To ascertain then whether this notice was sufficient, we must inquire whether the holder resided in the same place; if he did, on the authority of the case just cited, the notice would not be sufficient.

The declaration alleges that the bill was endorsed to the plaintiff. The bill itself is set out in the bill of exceptions, taken on the trial, with its indorsements, but neither upon that, nor upon the bill, as recited in the protest, is the name of the plaintiff found, the last endorsement being filled up to the order ofE. F. Comegys, cashier, by whose order, and as holder for the Bank of the State of Alabama, it is stated in the protest to have been protested for non-payment. The legal inferrence from this testimony is, that the bank was the holder of the bill at the time of the protest, and being, as we judicially know, located at the same place with the residence of the plaintiff in error, he was entitled; upon the dishonor of the bill, to a personal notice. The notice, therefore, which was given to him, by putting a letter in the post-office, directed.to him, was not sufficient.
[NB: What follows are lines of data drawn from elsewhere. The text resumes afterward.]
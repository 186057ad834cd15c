use std::collections::{BTreeMap, HashSet};
use std::sync::Arc;

use chrono::NaiveDateTime;
use tracing::{debug, warn};

use crate::aggregator::{interval_for_period, OnDemandAggregator, Scope};
use crate::db::{PeriodAggregate, SeriesBlob, SnapshotStore};
use crate::engine::metric::{CachedMetric, Metric, MetricValue};
use crate::error::{AppError, Result};
use crate::period::{classify_window, CanonicalWindow, Clock};
use crate::state::{CacheKey, CacheTier, MetricCache};
use crate::types::{
    Interval, LabelCount, LabelPercentage, MachineBreakdown, SeriesKind, SeriesPoint,
    SiteComparison, Summary, TimeSeries,
};

/// Answers metric requests from the cache, then from precomputed snapshots
/// when the range is canonical and every site has one, else from raw records.
pub struct ResolutionEngine {
    aggregator: Arc<OnDemandAggregator>,
    snapshots: Arc<dyn SnapshotStore>,
    cache: Arc<MetricCache>,
    clock: Arc<dyn Clock>,
}

impl ResolutionEngine {
    pub fn new(
        aggregator: Arc<OnDemandAggregator>,
        snapshots: Arc<dyn SnapshotStore>,
        cache: Arc<MetricCache>,
        clock: Arc<dyn Clock>,
    ) -> Self {
        Self {
            aggregator,
            snapshots,
            cache,
            clock,
        }
    }

    // -----------------------------------------------------------------------
    // Public operations
    // -----------------------------------------------------------------------

    pub async fn revenue(
        &self,
        site_ids: &[String],
        start: Option<NaiveDateTime>,
        end: Option<NaiveDateTime>,
    ) -> Result<f64> {
        self.resolve_as(Metric::Revenue, site_ids, start, end).await
    }

    pub async fn transaction_count(
        &self,
        site_ids: &[String],
        start: Option<NaiveDateTime>,
        end: Option<NaiveDateTime>,
    ) -> Result<i64> {
        self.resolve_as(Metric::TransactionCount, site_ids, start, end).await
    }

    pub async fn summary(
        &self,
        site_ids: &[String],
        start: Option<NaiveDateTime>,
        end: Option<NaiveDateTime>,
    ) -> Result<Summary> {
        self.resolve_as(Metric::Summary, site_ids, start, end).await
    }

    pub async fn revenue_series(
        &self,
        site_ids: &[String],
        start: Option<NaiveDateTime>,
        end: Option<NaiveDateTime>,
    ) -> Result<TimeSeries> {
        self.resolve_as(Metric::RevenueSeries, site_ids, start, end).await
    }

    pub async fn count_series(
        &self,
        site_ids: &[String],
        start: Option<NaiveDateTime>,
        end: Option<NaiveDateTime>,
    ) -> Result<TimeSeries> {
        self.resolve_as(Metric::CountSeries, site_ids, start, end).await
    }

    /// Minutes.
    pub async fn average_duration(
        &self,
        site_ids: &[String],
        start: Option<NaiveDateTime>,
        end: Option<NaiveDateTime>,
    ) -> Result<f64> {
        self.resolve_as(Metric::AverageDuration, site_ids, start, end).await
    }

    pub async fn temperature_breakdown(
        &self,
        site_ids: &[String],
        start: Option<NaiveDateTime>,
        end: Option<NaiveDateTime>,
    ) -> Result<Vec<LabelCount>> {
        self.resolve_as(Metric::TemperatureBreakdown, site_ids, start, end).await
    }

    pub async fn temperature_percentages(
        &self,
        site_ids: &[String],
        start: Option<NaiveDateTime>,
        end: Option<NaiveDateTime>,
    ) -> Result<Vec<LabelPercentage>> {
        self.resolve_as(Metric::TemperaturePercentages, site_ids, start, end).await
    }

    pub async fn soap_breakdown(
        &self,
        site_ids: &[String],
        start: Option<NaiveDateTime>,
        end: Option<NaiveDateTime>,
    ) -> Result<Vec<LabelCount>> {
        self.resolve_as(Metric::SoapBreakdown, site_ids, start, end).await
    }

    pub async fn soap_percentages(
        &self,
        site_ids: &[String],
        start: Option<NaiveDateTime>,
        end: Option<NaiveDateTime>,
    ) -> Result<Vec<LabelPercentage>> {
        self.resolve_as(Metric::SoapPercentages, site_ids, start, end).await
    }

    pub async fn program_breakdown(
        &self,
        site_ids: &[String],
        start: Option<NaiveDateTime>,
        end: Option<NaiveDateTime>,
    ) -> Result<Vec<LabelCount>> {
        self.resolve_as(Metric::ProgramBreakdown, site_ids, start, end).await
    }

    pub async fn program_percentages(
        &self,
        site_ids: &[String],
        start: Option<NaiveDateTime>,
        end: Option<NaiveDateTime>,
    ) -> Result<Vec<LabelPercentage>> {
        self.resolve_as(Metric::ProgramPercentages, site_ids, start, end).await
    }

    pub async fn machine_breakdown(
        &self,
        site_ids: &[String],
        start: Option<NaiveDateTime>,
        end: Option<NaiveDateTime>,
    ) -> Result<MachineBreakdown> {
        self.resolve_as(Metric::MachineBreakdown, site_ids, start, end).await
    }

    pub async fn site_comparison(
        &self,
        site_ids: &[String],
        start: Option<NaiveDateTime>,
        end: Option<NaiveDateTime>,
        kind: SeriesKind,
    ) -> Result<SiteComparison> {
        let metric = match kind {
            SeriesKind::Revenue => Metric::RevenueComparison,
            SeriesKind::Count => Metric::CountComparison,
        };
        self.resolve_as(metric, site_ids, start, end).await
    }

    // -----------------------------------------------------------------------
    // Resolution
    // -----------------------------------------------------------------------

    async fn resolve_as<T: CachedMetric>(
        &self,
        metric: Metric,
        site_ids: &[String],
        start: Option<NaiveDateTime>,
        end: Option<NaiveDateTime>,
    ) -> Result<T> {
        let value = self.resolve(metric, site_ids, start, end).await?;
        T::from_value(value).ok_or(AppError::UnexpectedValue(metric.name()))
    }

    /// Resolve any metric to its cached form.
    pub async fn resolve(
        &self,
        metric: Metric,
        site_ids: &[String],
        start: Option<NaiveDateTime>,
        end: Option<NaiveDateTime>,
    ) -> Result<MetricValue> {
        let scope = Scope::new(site_ids, start, end);

        // Open ranges and empty site sets never touch the cache.
        if scope.site_ids.is_empty() || scope.start.is_none() || scope.end.is_none() {
            return self.on_demand(metric, &scope, None).await;
        }
        scope.validate()?;

        let key = CacheKey::new(metric, &scope.site_ids, scope.start, scope.end);
        if let Some(hit) = self.cache.get(&key).await {
            return Ok(hit);
        }

        let (value, tier) = self.resolve_uncached(metric, &scope).await?;
        self.cache.insert(key, value.clone(), tier).await;
        Ok(value)
    }

    async fn resolve_uncached(&self, metric: Metric, scope: &Scope) -> Result<(MetricValue, CacheTier)> {
        let window = classify_window(scope.start, scope.end, self.clock.now());
        // A canonical range buckets by its period whether or not snapshots answer it.
        let period_interval = window.as_ref().map(interval_for_period);
        let Some(window) = window.filter(|_| metric.snapshot_backed()) else {
            let value = self.on_demand(metric, scope, period_interval).await?;
            return Ok((value, CacheTier::Fallback));
        };

        let period = &window.period;
        let period_key = period.key();
        let rows = self
            .snapshots
            .snapshots(&scope.site_ids, period.period_type(), Some(period_key.as_str()))
            .await?;

        let covered: HashSet<&str> = rows.iter().map(|r| r.site_id.as_str()).collect();
        let missing: Vec<&str> = scope
            .site_ids
            .iter()
            .map(String::as_str)
            .filter(|id| !covered.contains(id))
            .collect();
        if !missing.is_empty() {
            debug!(
                metric = %metric,
                period = %period,
                covered = covered.len(),
                requested = scope.site_ids.len(),
                missing = ?missing,
                "Snapshot coverage incomplete, computing on demand",
            );
            let value = self.on_demand(metric, scope, period_interval).await?;
            return Ok((value, CacheTier::Fallback));
        }

        debug!(metric = %metric, period = %period, rows = rows.len(), "Answering from snapshots");
        let value = from_snapshots(metric, &rows, &window)?;
        Ok((value, CacheTier::Snapshot))
    }

    /// `interval` pins the series bucket size; otherwise the span decides.
    async fn on_demand(&self, metric: Metric, scope: &Scope, interval: Option<Interval>) -> Result<MetricValue> {
        let agg = &self.aggregator;
        let series = |kind: SeriesKind| async move {
            match interval {
                Some(interval) => agg.series_with_interval(scope, kind, interval).await,
                None => agg.series(scope, kind).await,
            }
        };
        Ok(match metric {
            Metric::Revenue => agg.revenue(scope).await?.into_value(),
            Metric::TransactionCount => agg.transaction_count(scope).await?.into_value(),
            Metric::Summary => agg.summary(scope).await?.into_value(),
            Metric::RevenueSeries => series(SeriesKind::Revenue).await?.into_value(),
            Metric::CountSeries => series(SeriesKind::Count).await?.into_value(),
            Metric::AverageDuration => agg.average_duration(scope).await?.into_value(),
            Metric::TemperatureBreakdown => agg.temperature_breakdown(scope).await?.into_value(),
            Metric::TemperaturePercentages => agg.temperature_percentages(scope).await?.into_value(),
            Metric::SoapBreakdown => agg.soap_breakdown(scope).await?.into_value(),
            Metric::SoapPercentages => agg.soap_percentages(scope).await?.into_value(),
            Metric::ProgramBreakdown => agg.program_breakdown(scope).await?.into_value(),
            Metric::ProgramPercentages => agg.program_percentages(scope).await?.into_value(),
            Metric::MachineBreakdown => agg.machine_breakdown(scope).await?.into_value(),
            Metric::RevenueComparison => agg.site_comparison(scope, SeriesKind::Revenue).await?.into_value(),
            Metric::CountComparison => agg.site_comparison(scope, SeriesKind::Count).await?.into_value(),
        })
    }
}

// ---------------------------------------------------------------------------
// Snapshot aggregation
// ---------------------------------------------------------------------------

fn cents(amount: f64) -> i64 {
    (amount * 100.0).round() as i64
}

fn from_snapshots(metric: Metric, rows: &[PeriodAggregate], window: &CanonicalWindow) -> Result<MetricValue> {
    Ok(match metric {
        Metric::Revenue => {
            let total: i64 = rows.iter().map(|r| cents(r.total_revenue)).sum();
            (total as f64 / 100.0).into_value()
        }
        Metric::TransactionCount => rows
            .iter()
            .map(|r| r.total_transactions)
            .sum::<i64>()
            .into_value(),
        Metric::Summary => summary_from_snapshots(rows).into_value(),
        Metric::RevenueSeries => merge_series(rows, window, |r| r.revenue_series.as_ref()).into_value(),
        Metric::CountSeries => merge_series(rows, window, |r| r.count_series.as_ref()).into_value(),
        other => return Err(AppError::UnexpectedValue(other.name())),
    })
}

/// Start prices are per-row averages, so group revenue is rebuilt as
/// price × count before re-averaging across sites.
fn summary_from_snapshots(rows: &[PeriodAggregate]) -> Summary {
    let mut total_cents = 0i64;
    let mut summary = Summary::default();
    let (mut washer_cents, mut dryer_cents) = (0i64, 0i64);

    for row in rows {
        total_cents += cents(row.total_revenue);
        summary.total_transactions += row.total_transactions;
        summary.washer_transactions += row.washer_transactions;
        summary.dryer_transactions += row.dryer_transactions;
        washer_cents += cents(row.washer_start_price * row.washer_transactions as f64);
        dryer_cents += cents(row.dryer_start_price * row.dryer_transactions as f64);
    }

    let price = |group_cents: i64, count: i64| {
        if count == 0 {
            0.0
        } else {
            group_cents as f64 / 100.0 / count as f64
        }
    };
    summary.total_revenue = total_cents as f64 / 100.0;
    summary.washer_start_price = price(washer_cents, summary.washer_transactions);
    summary.dryer_start_price = price(dryer_cents, summary.dryer_transactions);
    summary
}

/// Sum embedded series by bucket label. Rows without a usable series are skipped.
fn merge_series<'a, F>(rows: &'a [PeriodAggregate], window: &CanonicalWindow, blob: F) -> TimeSeries
where
    F: Fn(&'a PeriodAggregate) -> Option<&'a SeriesBlob>,
{
    let mut interval = None;
    let mut merged: BTreeMap<String, i64> = BTreeMap::new();

    for row in rows {
        let Some(encoded) = blob(row) else {
            continue;
        };
        let series = match encoded.decode() {
            Ok(series) => series,
            Err(e) => {
                warn!(
                    site_id = %row.site_id,
                    period_key = %row.period_key,
                    "Skipping undecodable snapshot series: {e}",
                );
                continue;
            }
        };
        interval.get_or_insert(series.interval);
        for point in series.points {
            *merged.entry(point.label).or_default() += cents(point.value);
        }
    }

    TimeSeries {
        interval: interval.unwrap_or_else(|| interval_for_period(window)),
        points: merged
            .into_iter()
            .map(|(label, value)| SeriesPoint {
                label,
                value: value as f64 / 100.0,
            })
            .collect(),
    }
}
It must be presumed that the plaintiff became the holder of the bill, since its dishonor; but it would have been competent for him to prove that he was the holder of the bill before its maturity, and that the bank was merely his factor or agent. If such were the-fact, and the holder did not reside in Tuska-*36loosa, the notice of the non-payment of the bill might have been given through the post-office, to the holder, and a notice by him to the endorser, of the dishonor of the bill, by the next mail after his receipt of notice, would have been sufficient to charge him. It is true, a notice by the agent or notary, would have been sufficient to charge the plaintiff in error, if made in the mode which the Iaw; requires, but an agent or factor as such, is not required to do more, than to inform his principal of the dishonor of the bill.

Thus, in Colt v. Noble, 5 Mass. Rep. 167; where the holder of a bill drawn on London, lived in Madras, in the East Indies, and the indorser at Portsmouth, in the United States, it was held, that the agents of the holder in London, upon the dishonor of the bill, were not bound to give notice of the protest to the indorser, but might return the bill, with the protest, to the holder whose duty it would be to give seasonable notice to the indorser : See also to the same effect, State Bank v. Ayres, 2 Halstead, 130; Haynes v. Birks, 3 Bos. & Pul. 599; and Tunno v. League, 2 Johns. Cases, 1.

If however, it should hereafter appear, that from the residence of the holder at a distance from this place, notice of the dishonor of the bill could not have reached the plaintiff in error, as soon as the informal notice actually given by the notary, through the post-office, it might be a question whether the notice actually given, was not sufficient; but as that point is not presented on the récord, we express no opinion upon it.

Let the judgment be reversed and the cause remanded.